- О ангел залгавшийся, сразу бы, сразу б,
- И я б опоил тебя чистой печалью!
- Но так — я не смею, но так — зуб за зуб?
- О скорбь, зараженная ложью вначале,
- О горе, о горе в проказе!
- О ангел залгавшийся,— нет, не смертельно
- Страданье, что сердце, что сердце в экземе!
- Но что же ты душу болезнью нательной
- Даришь на прощанье? Зачем же бесцельно
- Целуешь, как капли дождя, и как время,
- Смеясь, убиваешь, за всех, перед всеми!
То, что в отношения высочайшего лирического накала затесалась проза,— выражено здесь метафорой предельно грубой, физиологичной: «сердце в экземе», «душу болезнью нательной даришь на прощанье». Сказано, в общем, коряво — но накал таков, что не царапает; какие претензии к стилистике, когда вместо чистой печали — скорбь, зараженная ложью! «О стыд, ты в тягость мне», «позорище мое»… Но за гордым обещаньем «От тебя все мысли отвлеку» — отчаянное признание, которое все читатели Пастернака хоть раз, да повторили за ним:
- Пощадят ли площади меня?
- Ах, когда б вы знали, как тоскуется,
- Когда вас раз сто в теченье дня
- На ходу на сходствах ловит улица!
О Елене напоминает все, и отчаянье достигает такого градуса, что стыдиться нечего — не стыдится он и признать свое поражение:
- Помешай мне, попробуй. Приди, покусись потушить
- Этот приступ печали, гремящей сегодня, как ртуть в пустоте Торричелли.

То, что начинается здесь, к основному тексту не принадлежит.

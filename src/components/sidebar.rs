//! Navigation sidebar with the pending-task badge and logout.

use leptos::prelude::*;

use crate::app::{go_to, logout};
use crate::components::toast_stack::Toaster;
use crate::config::PortalConfig;
use crate::state::page::PageId;
use crate::state::portal::PortalState;
use crate::state::session::SessionState;
use crate::state::ui::UiState;

#[component]
pub fn Sidebar() -> impl IntoView {
    let portal = expect_context::<RwSignal<PortalState>>();
    let session = expect_context::<RwSignal<SessionState>>();
    let ui = expect_context::<RwSignal<UiState>>();
    let toaster = expect_context::<Toaster>();
    let reload_delay_ms = expect_context::<PortalConfig>().logout_reload_delay_ms;

    let sidebar_class = move || if ui.with(|u| u.menu_open) { "sidebar open" } else { "sidebar" };

    view! {
        <aside class=sidebar_class>
            <div class="sidebar-header">
                <i class="fas fa-graduation-cap"></i>
                <span class="sidebar-title">"Student Portal"</span>
            </div>
            <nav class="sidebar-nav">
                {PageId::ALL
                    .into_iter()
                    .map(|page| {
                        let class = move || {
                            if portal.with(|p| p.is_active(page)) { "nav-item active" } else { "nav-item" }
                        };
                        view! {
                            <a class=class data-page=page.as_str() on:click=move |_| go_to(portal, ui, page)>
                                <i class=page.icon()></i>
                                <span>{page.title()}</span>
                                {(page == PageId::Tasks)
                                    .then(|| {
                                        view! {
                                            <span class="badge" id="task-count">
                                                {move || portal.with(|p| p.pending_task_count().to_owned())}
                                            </span>
                                        }
                                    })}
                            </a>
                        }
                    })
                    .collect_view()}
            </nav>
            <button class="logout-btn" on:click=move |_| logout(session, toaster, reload_delay_ms)>
                <i class="fas fa-sign-out-alt"></i>
                <span>"Logout"</span>
            </button>
        </aside>
    }
}
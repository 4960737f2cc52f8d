//! Page identifiers and the task filter vocabulary.

#[cfg(test)]
#[path = "page_test.rs"]
mod page_test;

use std::fmt;
use std::str::FromStr;

use crate::error::PortalError;
use crate::net::types::TaskStatus;

/// One of the six portal pages.
#[derive(Clone, Copy, Debug, Default, PartialEq, Eq, Hash)]
pub enum PageId {
    #[default]
    Dashboard,
    Classes,
    Tasks,
    Timetable,
    Grades,
    Settings,
}

impl PageId {
    /// Sidebar order; also the order of the `1`..`6` shortcuts.
    pub const ALL: [Self; 6] = [
        Self::Dashboard,
        Self::Classes,
        Self::Tasks,
        Self::Timetable,
        Self::Grades,
        Self::Settings,
    ];

    pub fn as_str(self) -> &'static str {
        match self {
            Self::Dashboard => "dashboard",
            Self::Classes => "classes",
            Self::Tasks => "tasks",
            Self::Timetable => "timetable",
            Self::Grades => "grades",
            Self::Settings => "settings",
        }
    }

    /// Header title shown while the page is active.
    pub fn title(self) -> &'static str {
        match self {
            Self::Dashboard => "Dashboard",
            Self::Classes => "My Classes",
            Self::Tasks => "Tasks",
            Self::Timetable => "Timetable",
            Self::Grades => "Grades",
            Self::Settings => "Settings",
        }
    }

    /// Font Awesome icon used in the sidebar.
    pub fn icon(self) -> &'static str {
        match self {
            Self::Dashboard => "fas fa-home",
            Self::Classes => "fas fa-chalkboard-teacher",
            Self::Tasks => "fas fa-tasks",
            Self::Timetable => "fas fa-calendar-alt",
            Self::Grades => "fas fa-chart-line",
            Self::Settings => "fas fa-cog",
        }
    }

    /// Page bound to digit key `digit` (`'1'` is the dashboard).
    pub fn from_digit(digit: char) -> Option<Self> {
        let index = digit.to_digit(10)?.checked_sub(1)?;
        Self::ALL.get(usize::try_from(index).ok()?).copied()
    }

    /// DOM id of the page container, e.g. `tasks-page`.
    pub fn container_id(self) -> String {
        format!("{}-page", self.as_str())
    }
}

impl fmt::Display for PageId {
    fn fmt(&self, f: &mut fmt::Formatter<'_>) -> fmt::Result {
        f.write_str(self.as_str())
    }
}

impl FromStr for PageId {
    type Err = PortalError;

    fn from_str(raw: &str) -> Result<Self, Self::Err> {
        Self::ALL
            .into_iter()
            .find(|page| page.as_str() == raw)
            .ok_or_else(|| PortalError::UnknownPage(raw.to_owned()))
    }
}

/// Task list filter: a status or the `all` wildcard.
#[derive(Clone, Copy, Debug, Default, PartialEq, Eq, Hash)]
pub enum TaskFilter {
    #[default]
    All,
    Status(TaskStatus),
}

impl TaskFilter {
    /// Filter buttons in display order.
    pub const ALL: [Self; 5] = [
        Self::All,
        Self::Status(TaskStatus::Pending),
        Self::Status(TaskStatus::InProgress),
        Self::Status(TaskStatus::Completed),
        Self::Status(TaskStatus::Overdue),
    ];

    pub fn as_str(self) -> &'static str {
        match self {
            Self::All => "all",
            Self::Status(status) => status.as_str(),
        }
    }

    /// Button caption.
    pub fn label(self) -> &'static str {
        match self {
            Self::All => "All",
            Self::Status(TaskStatus::Pending) => "Pending",
            Self::Status(TaskStatus::InProgress) => "In Progress",
            Self::Status(TaskStatus::Completed) => "Completed",
            Self::Status(TaskStatus::Overdue) => "Overdue",
        }
    }

    pub fn matches(self, status: TaskStatus) -> bool {
        match self {
            Self::All => true,
            Self::Status(wanted) => wanted == status,
        }
    }
}

impl FromStr for TaskFilter {
    type Err = PortalError;

    fn from_str(raw: &str) -> Result<Self, Self::Err> {
        if raw == "all" {
            return Ok(Self::All);
        }
        TaskStatus::parse(raw)
            .map(Self::Status)
            .ok_or_else(|| PortalError::UnknownFilter(raw.to_owned()))
    }
}
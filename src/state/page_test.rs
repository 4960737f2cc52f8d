use super::*;

// =============================================================
// PageId
// =============================================================

#[test]
fn page_id_default_is_dashboard() {
    assert_eq!(PageId::default(), PageId::Dashboard);
}

#[test]
fn page_id_parses_every_identifier() {
    for page in PageId::ALL {
        assert_eq!(page.as_str().parse::<PageId>(), Ok(page));
    }
}

#[test]
fn page_id_rejects_unknown_identifier() {
    assert_eq!(
        "profile".parse::<PageId>(),
        Err(PortalError::UnknownPage("profile".to_owned()))
    );
    assert!("Dashboard".parse::<PageId>().is_err());
    assert!("".parse::<PageId>().is_err());
}

#[test]
fn page_titles_match_header_labels() {
    let titles: Vec<_> = PageId::ALL.iter().map(|p| p.title()).collect();
    assert_eq!(titles, ["Dashboard", "My Classes", "Tasks", "Timetable", "Grades", "Settings"]);
}

#[test]
fn digits_one_to_six_map_to_pages_in_order() {
    assert_eq!(PageId::from_digit('1'), Some(PageId::Dashboard));
    assert_eq!(PageId::from_digit('3'), Some(PageId::Tasks));
    assert_eq!(PageId::from_digit('6'), Some(PageId::Settings));
    assert_eq!(PageId::from_digit('0'), None);
    assert_eq!(PageId::from_digit('7'), None);
    assert_eq!(PageId::from_digit('x'), None);
}

#[test]
fn container_id_appends_page_suffix() {
    assert_eq!(PageId::Timetable.container_id(), "timetable-page");
}

// =============================================================
// TaskFilter
// =============================================================

#[test]
fn task_filter_parses_status_vocabulary_and_wildcard() {
    assert_eq!("all".parse::<TaskFilter>(), Ok(TaskFilter::All));
    assert_eq!(
        "in-progress".parse::<TaskFilter>(),
        Ok(TaskFilter::Status(TaskStatus::InProgress))
    );
    assert_eq!(
        "done".parse::<TaskFilter>(),
        Err(PortalError::UnknownFilter("done".to_owned()))
    );
}

#[test]
fn task_filter_all_matches_everything() {
    for status in TaskStatus::ALL {
        assert!(TaskFilter::All.matches(status));
    }
}

#[test]
fn task_filter_status_matches_only_that_status() {
    let filter = TaskFilter::Status(TaskStatus::Completed);
    assert!(filter.matches(TaskStatus::Completed));
    assert!(!filter.matches(TaskStatus::Pending));
    assert!(!filter.matches(TaskStatus::Overdue));
}

#[test]
fn task_filter_buttons_round_trip_through_their_value() {
    for filter in TaskFilter::ALL {
        assert_eq!(filter.as_str().parse::<TaskFilter>(), Ok(filter));
    }
}
//! Top bar: page title, search, date picker, theme toggle, and the student.
//!
//! SYSTEM CONTEXT
//! ==============
//! The search box feeds the coordinator on every keystroke; the mobile menu
//! toggle only renders below the breakpoint.

use leptos::prelude::*;

use crate::app::toggle_theme;
use crate::components::toast_stack::Toaster;
use crate::config::PortalConfig;
use crate::render::views::{iso_date, parse_iso_date};
use crate::state::portal::PortalState;
use crate::state::session::SessionState;
use crate::state::toast::Severity;
use crate::state::ui::UiState;
use crate::util::dark_mode::theme_icon;

#[component]
pub fn Header() -> impl IntoView {
    let portal = expect_context::<RwSignal<PortalState>>();
    let session = expect_context::<RwSignal<SessionState>>();
    let ui = expect_context::<RwSignal<UiState>>();
    let toaster = expect_context::<Toaster>();
    let config = expect_context::<PortalConfig>();

    let is_mobile = move || ui.with(|u| u.is_mobile(&config));

    let on_search = move |ev: leptos::ev::Event| {
        let query = event_target_value(&ev);
        portal.update(|p| p.search(&query));
    };

    let on_date_change = move |ev: leptos::ev::Event| {
        let raw = event_target_value(&ev);
        match parse_iso_date(&raw) {
            Some(date) => {
                portal.update(|p| p.set_date(date));
                toaster.show("Date updated successfully", Severity::Success);
            }
            None => leptos::logging::warn!("ignoring date picker value {raw:?}"),
        }
    };

    view! {
        <header class="header">
            <div class="header-left">
                <Show when=is_mobile>
                    <button class="mobile-menu-toggle" on:click=move |_| ui.update(UiState::toggle_menu)>
                        <i class="fas fa-bars"></i>
                    </button>
                </Show>
                <h1 id="page-title">{move || portal.with(PortalState::title)}</h1>
                <input
                    type="text"
                    class="search-input"
                    placeholder="Search..."
                    prop:value=move || portal.with(|p| p.search_query().to_owned())
                    on:input=on_search
                />
            </div>
            <div class="header-right">
                <input
                    type="date"
                    id="date-picker"
                    class="date-picker"
                    prop:value=move || portal.with(|p| iso_date(p.selected_date()))
                    on:change=on_date_change
                />
                <button class="theme-toggle" title="Toggle dark mode" on:click=move |_| toggle_theme(session)>
                    <i class=move || theme_icon(session.with(|s| s.dark_mode))></i>
                </button>
                <div class="user-info">
                    <i class="fas fa-user-circle"></i>
                    <span id="student-name">{move || session.with(|s| s.profile.name.clone())}</span>
                </div>
            </div>
        </header>
    }
}
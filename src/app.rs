//! Root application component and the actions shared across components.
//!
//! SYSTEM CONTEXT
//! ==============
//! `App` owns every state signal, provides them as context, and installs the
//! window-level listeners: shortcuts, resize, click-outside, connectivity,
//! global errors, and the install prompt. It also starts the simulated update
//! feed and service worker registration.

use leptos::prelude::*;
use leptos_meta::{Title, provide_meta_context};

use crate::components::header::Header;
use crate::components::install_button::{InstallButton, InstallPrompt};
use crate::components::sidebar::Sidebar;
use crate::components::toast_stack::{ToastStack, Toaster};
use crate::config::PortalConfig;
use crate::net::api::MockApi;
use crate::net::fixtures::Fixtures;
use crate::pages::classes::ClassesPage;
use crate::pages::dashboard::DashboardPage;
use crate::pages::grades::GradesPage;
use crate::pages::settings::SettingsPage;
use crate::pages::tasks::TasksPage;
use crate::pages::timetable::TimetablePage;
use crate::state::page::PageId;
use crate::state::portal::PortalState;
use crate::state::session::SessionState;
use crate::state::toast::{Severity, ToastState};
use crate::state::ui::UiState;
use crate::util::storage::BrowserStorage;
use crate::util::{browser, dark_mode};

/// Activate `page` and close the mobile menu.
pub fn go_to(portal: RwSignal<PortalState>, ui: RwSignal<UiState>, page: PageId) {
    portal.update(|p| p.navigate(page));
    ui.update(UiState::close_menu);
}

pub fn toggle_theme(session: RwSignal<SessionState>) {
    session.update(|s| {
        s.toggle_theme(&BrowserStorage);
    });
}

pub fn set_theme(session: RwSignal<SessionState>, enabled: bool) {
    session.update(|s| s.set_theme(&BrowserStorage, enabled));
}

/// Confirm, forget the stored session, and reload once the toast has been seen.
/// The reload recreates the default student.
#[cfg_attr(not(feature = "csr"), allow(unused_variables))]
pub fn logout(session: RwSignal<SessionState>, toaster: Toaster, reload_delay_ms: u64) {
    if !browser::confirm("Are you sure you want to logout?") {
        return;
    }
    session.update(|s| s.logout(&BrowserStorage));
    toaster.show("Logged out successfully", Severity::Success);

    #[cfg(feature = "csr")]
    leptos::task::spawn_local(async move {
        gloo_timers::future::sleep(std::time::Duration::from_millis(reload_delay_ms)).await;
        browser::reload();
    });
}

/// Root application component.
///
/// Provides all shared state contexts and mounts every page section; the
/// coordinator decides which one carries the `active` class.
#[component]
pub fn App() -> impl IntoView {
    provide_meta_context();

    let config = PortalConfig::default();
    let session = RwSignal::new(SessionState::restore(&BrowserStorage));
    let portal = RwSignal::new(PortalState::with_fixtures(browser::today()));
    let ui = RwSignal::new(UiState {
        viewport_width: browser::viewport_width(),
        online: browser::is_online(),
        ..UiState::default()
    });
    let toasts = RwSignal::new(ToastState::default());
    let toaster = Toaster::new(toasts, config.toast);
    let install = InstallPrompt::new(ui);

    provide_context(session);
    provide_context(portal);
    provide_context(ui);
    provide_context(toasts);
    provide_context(toaster);
    provide_context(install);
    provide_context(MockApi::new(Fixtures, &config));
    provide_context(config.clone());

    Effect::new(move || dark_mode::apply(session.with(|s| s.dark_mode)));

    #[cfg(feature = "csr")]
    {
        install_window_listeners(session, portal, ui, toaster, install, &config);
        start_update_feed(toaster, config.update_interval_secs);
        browser::register_service_worker(&config.service_worker_path);
        report_page_load(&config);
    }

    let page_class = move |page: PageId| move || if portal.with(|p| p.is_active(page)) { "page active" } else { "page" };

    view! {
        <Title text=move || format!("{} - Student Portal", portal.with(PortalState::title))/>

        <div class="container">
            <Sidebar/>
            <main class="main-content">
                <Header/>
                <div class="content">
                    <section id=PageId::Dashboard.container_id() class=page_class(PageId::Dashboard)>
                        <DashboardPage/>
                    </section>
                    <section id=PageId::Classes.container_id() class=page_class(PageId::Classes)>
                        <ClassesPage/>
                    </section>
                    <section id=PageId::Tasks.container_id() class=page_class(PageId::Tasks)>
                        <TasksPage/>
                    </section>
                    <section id=PageId::Timetable.container_id() class=page_class(PageId::Timetable)>
                        <TimetablePage/>
                    </section>
                    <section id=PageId::Grades.container_id() class=page_class(PageId::Grades)>
                        <GradesPage/>
                    </section>
                    <section id=PageId::Settings.container_id() class=page_class(PageId::Settings)>
                        <SettingsPage/>
                    </section>
                </div>
            </main>
        </div>

        <ToastStack/>
        <InstallButton/>
    }
}

#[cfg(feature = "csr")]
fn install_window_listeners(
    session: RwSignal<SessionState>,
    portal: RwSignal<PortalState>,
    ui: RwSignal<UiState>,
    toaster: Toaster,
    install: InstallPrompt,
    config: &PortalConfig,
) {
    use leptos::ev;

    use crate::util::shortcuts::{KeyPress, Shortcut, resolve};

    window_event_listener(ev::keydown, move |ev| {
        let key = ev.key();
        let tag = browser::target_tag(&ev);
        let press = KeyPress {
            key: &key,
            ctrl: ev.ctrl_key(),
            meta: ev.meta_key(),
            target_tag: tag.as_deref(),
        };
        match resolve(&press) {
            Some(Shortcut::Navigate(page)) => go_to(portal, ui, page),
            Some(Shortcut::ToggleTheme) => {
                ev.prevent_default();
                toggle_theme(session);
            }
            None => {}
        }
    });

    let resize_config = config.clone();
    window_event_listener(ev::resize, move |_| {
        let width = browser::viewport_width();
        ui.update(|u| u.set_viewport_width(width, &resize_config));
    });

    window_event_listener(ev::click, move |ev| {
        if ui.with_untracked(|u| u.menu_open) && !browser::target_within(&ev, &[".sidebar", ".mobile-menu-toggle"]) {
            ui.update(UiState::close_menu);
        }
    });

    window_event_listener(ev::Custom::<web_sys::Event>::new("online"), move |_| {
        ui.update(|u| u.online = true);
        portal.update(PortalState::refresh);
        toaster.show("Connection restored", Severity::Success);
    });

    window_event_listener(ev::Custom::<web_sys::Event>::new("offline"), move |_| {
        ui.update(|u| u.online = false);
        toaster.show("You are currently offline", Severity::Warning);
    });

    window_event_listener(ev::Custom::<web_sys::ErrorEvent>::new("error"), move |ev| {
        leptos::logging::error!("global error: {}", ev.message());
        toaster.show("An error occurred. Please refresh the page.", Severity::Error);
    });

    window_event_listener(ev::Custom::<web_sys::Event>::new("beforeinstallprompt"), move |ev| {
        install.defer(ev);
    });
}

/// Raise one random informational toast per interval while the tab is shown.
#[cfg(feature = "csr")]
fn start_update_feed(toaster: Toaster, interval_secs: u64) {
    use crate::net::fixtures::pick_update;

    let interval = std::time::Duration::from_secs(interval_secs);
    leptos::task::spawn_local(async move {
        loop {
            gloo_timers::future::sleep(interval).await;
            if browser::document_visible() {
                toaster.show(pick_update(browser::random()), Severity::Info);
            }
        }
    });
}

#[cfg(feature = "csr")]
fn report_page_load(config: &PortalConfig) {
    let Some(load_ms) = browser::elapsed_since_navigation_ms() else {
        return;
    };
    leptos::logging::log!("Page load time: {load_ms:.0}ms");
    if config.is_slow_load(load_ms) {
        leptos::logging::warn!("Slow page load detected");
    }
}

- Воспрети помешательство мне, о, приди, посягни!
- Помешай мне шуметь о тебе! Не стыдись, мы — одни.
- О, туши ж, о, туши! Горячее!
Но и на эту мольбу, на просьбу о новой встрече, которая только разожгла бы сжирающий его пламень,— не было ему ответа. Все тем ужасней, что она продолжает его восхищать, что он помнит каждую подробность, что, наконец, она сама бессильна перед судьбой, разводящей их в разные стороны,— и этим бессильем побеждает его окончательно, почему и появляются в пятом стихотворении цикла «бессильем властные ладони»: в этой слабости была вся ее сила, и в ней угадывал он ту же покорность Промыслу, которую ценил и в себе. Это и с самого начала была любовь равных, любовь-соперничество: «Где, как лань, обеспамятев, гнал Аталанту к поляне Актей… И ласкались раскатами рога и треском деревьев, копыт и когтей» — тут в самом деле не любовь, а столкновенье, соударенье, стук и клекот. Такую любовь не оборвешь «реквиемом лебединым» — такой разрыв яростен, он — продолжение войны:
- Но с нынешней ночи во всем моя ненависть
- Растянутость видит, и жаль, что хлыста нет.
Весь ужас был в том, что на его неистовство она отвечала тихой печалью и нежностью.
- Мой друг, мой нежный, о, точь-в-точь, как ночью, в перелете с Бергена на полюс,
- Валящим снегом с ног гагар сносимый жаркий пух,
- Клянусь, о нежный мой, клянусь, я не неволюсь,
- Когда я говорю тебе — забудь, усни, мой друг.
В том-то и ужас, что не неволится! Будь это принужденье обстоятельств — он бы еще стерпел, но — ее собственный выбор!
- Когда, как труп затертого до самых труб норвежца,
- В виденьи зим, не движущих заиндевелых мачт,
- Ношусь в сполохах глаз твоих шутливых — спи, утешься,
- До свадьбы заживет, мой друг, угомонись, не плачь.
- Когда совсем как север вне последних поселений,
- Украдкой от арктических и неусыпных льдин,
- Полночным куполом полощущий глаза слепых тюленей,
- Я говорю — не три их, спи, забудь: все вздор один.
Спать! Этим же выдохом заканчивалась «Сестра». Не три глаза, забудь, спи… и самый сон этот предстает полярным, ночным забытьём вмерзающего в лед корабля. «Скрежещущие пережевы» льдин, ледоход — это для Пастернака значимый символ со времен «Воскресения», иллюстрированного отцом: первая ночь Катюши и Нехлюдова случилась, когда шел лед по реке и лежал душный туман. Эти льдины для Пастернака — вестницы события, признак великого поворота; не зря и первые месячные у Жени Люверс — первое событие в ее женской жизни — происходят в ночь ледохода, когда по Каме плывут «урывины». Корабль, затертый льдинами,— жертва этого перелома: тут жизнь останавливается. Но сказался тут, вероятно, не только «Фрам» Нансена, как раз во времена пастернаковского детства дрейфовавший близ полюса, но и пейзаж замерзающей Москвы 1918 года.